Fagerquist Clifton K., Zaragoza William J., Carter Michelle Q.
Microorganisms 2019 v.7 no.11 pp. 1-14
Shiga toxin, Shiga toxin-producing Escherichia coli, Shiga-like toxin 1, antibiotics, desorption, disulfide bonds, hemolytic uremic syndrome, ionization, operon, proteomics, public health, rapid methods, sequence analysis, tandem mass spectrometry, California, Germany
Shiga-toxin-producing Escherichia coli (STEC) are a burden on agriculture and a threat to public health. Rapid methods are needed to identify STEC strains and characterize the Shiga toxin (Stx) they produce.
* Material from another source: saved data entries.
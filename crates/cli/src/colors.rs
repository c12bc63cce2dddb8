use colored::{ColoredString, Colorize};

/// Semantic colors for the terminal front-end.
///
/// Extends `colored::Colorize` so any string can be styled by role instead of
/// by raw RGB value.
pub trait ThemeColor: Colorize + Sized {
    fn black_stone(self) -> ColoredString {
        self.truecolor(255, 210, 100).bold()
    }

    fn white_stone(self) -> ColoredString {
        self.truecolor(220, 230, 255).bold()
    }

    fn grid(self) -> ColoredString {
        self.truecolor(100, 110, 150)
    }

    fn highlight(self) -> ColoredString {
        self.truecolor(100, 210, 255)
    }

    fn success(self) -> ColoredString {
        self.truecolor(80, 250, 210)
    }

    fn failure(self) -> ColoredString {
        self.truecolor(255, 90, 120)
    }

    fn warning(self) -> ColoredString {
        self.truecolor(255, 160, 80)
    }
}

impl<T: Colorize> ThemeColor for T {}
We analyzed three STEC strains for Stx expression, using antibiotic induction, matrix-assisted laser desorption/ionization time-of-flight-time-of-flight (MALDI-TOF-TOF) mass spectrometry, and top-down proteomic analysis. E. coli O157:H- strain 493/89 is a clinical isolate linked to an outbreak of hemolytic uremic syndrome (HUS) in Germany in the late 1980s. E. coli O145:H28 strains RM12367-C1 and RM14496-C1 were isolated from an agricultural region in California. The stx operon of the two environmental strains were determined by whole genome sequencing (WGS). STEC strain 493/89 expressed Shiga toxin 2a (Stx2a) as identified by tandem mass spectrometry (MS/MS) of its B-subunit that allowed identification of the type and subtype of the toxin. RM12367-C1 also expressed Stx2a as identified by its B-subunit. RM14496-C1 expressed Shiga toxin 1a (Stx1a) as identified from its B-subunit. The B-subunits of Stx1 and Stx2 both have an intramolecular disulfide bond. MS/MS was obtained on both the disulfide-bond-intact and disulfide-bond-reduced B-subunit,with the latter being used for top-down proteomic identification. Top-down proteomic analysis was consistent with WGS.